After reaching a preliminary deal with the United Federation of Teachers last week, Mayor Bill de Blasio presented his $73.9 billion executive budget on Thursday as a "real budget" based on a presumed pattern from the U.F.T. deal.
De Blasio's proposal allocated roughly $5.5 billion to settle labor contracts over five years.
De Blasio described the U.F.T. deal, which has been recommended by the union's leadership but not yet ratified as a template for negotiations with the other 151 municipal unions, though several uniform-union labor leaders have said they believe the wage increases are insufficient.
"If I've ever seen a pattern, this is a pattern," de Blasio said, later adding, "We feel very confident this pattern will hold throughout the process."
It will be interesting to see how confident they feel at City Hall (and 52 Broadway, for that matter) if the UFT rank-and-file vote the contract down.
There's a lot of anger out there over it and while I have seen some pretty bad contracts in my time as a teacher pass by fairly large margins, there are two differences this time around from, say, the odious '05 contract vote.
First, all the teachers on social media passing along negatives about the contract proposal means the UFT does not control the message around the issue the way they do the debate at the DA.

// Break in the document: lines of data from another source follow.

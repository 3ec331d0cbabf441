//! Inventory domain module (stock arithmetic).
//!
//! This crate contains the pure rules for on-hand quantities: signed deltas,
//! the non-negativity check and the low-stock predicate. Applying a delta to
//! stored stock is the job of the ledger in `storeops-infra`.

pub mod stock;

pub use stock::{StockDelta, apply_delta, is_low_stock};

It's hard to tell definitely from the blogosphere and the twitterverse just how strong the opposition to the contract is, but from what I can see, there is a potent element of opposition out there.
Second, teachers have taken a lot of beatings over the last nine years since the '05 contract - from the media beatings to the Bloomberg budgets (layoff threats every May!) to the Bloomberg closures to the Common Core to the teacher evaluation changes.

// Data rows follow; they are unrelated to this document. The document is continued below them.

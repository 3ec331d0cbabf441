//! Server-side time source for record timestamps.

use std::fmt::Debug;

use chrono::{DateTime, Utc};

/// Source of the timestamp stamped on sales and supplies.
pub trait Clock: Debug + Send + Sync {
    fn now(&self) -> DateTime<Utc>;
}

/// Wall-clock time.
#[derive(Debug, Default, Copy, Clone)]
pub struct SystemClock;

impl Clock for SystemClock {
    fn now(&self) -> DateTime<Utc> {
        Utc::now()
    }
}

/// Always reports the same instant. Used for replays and tests.
#[derive(Debug, Copy, Clone, PartialEq, Eq)]
pub struct FixedClock(pub DateTime<Utc>);

impl Clock for FixedClock {
    fn now(&self) -> DateTime<Utc> {
        self.0
    }
}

This contract is quickly becoming the repository of every bit of frustration and anger teachers are feeling over all the issues I just named above and more.
I hear that talking to teachers at school, many of whom I would term "apolitical" when it comes to union issues in general who are quite skeptical of the contract and say they are voting no on it.
De Blasio may say this proposal sets the pattern for the other 151 unions, but he doesn't seem to realize how pissed off teachers are and how this contract could get voted down.
The UFT leadership realizes it, however, which is why they filibustered the Delegates Assembly yesterday and allowed no dissenting voices to raise questions about the contract details.
Underneath all the bluster Mulgrew showed at the DA yesterday, there was clearly fear that they don't quite have as much control over this contract vote as they want the rest of us to think they do.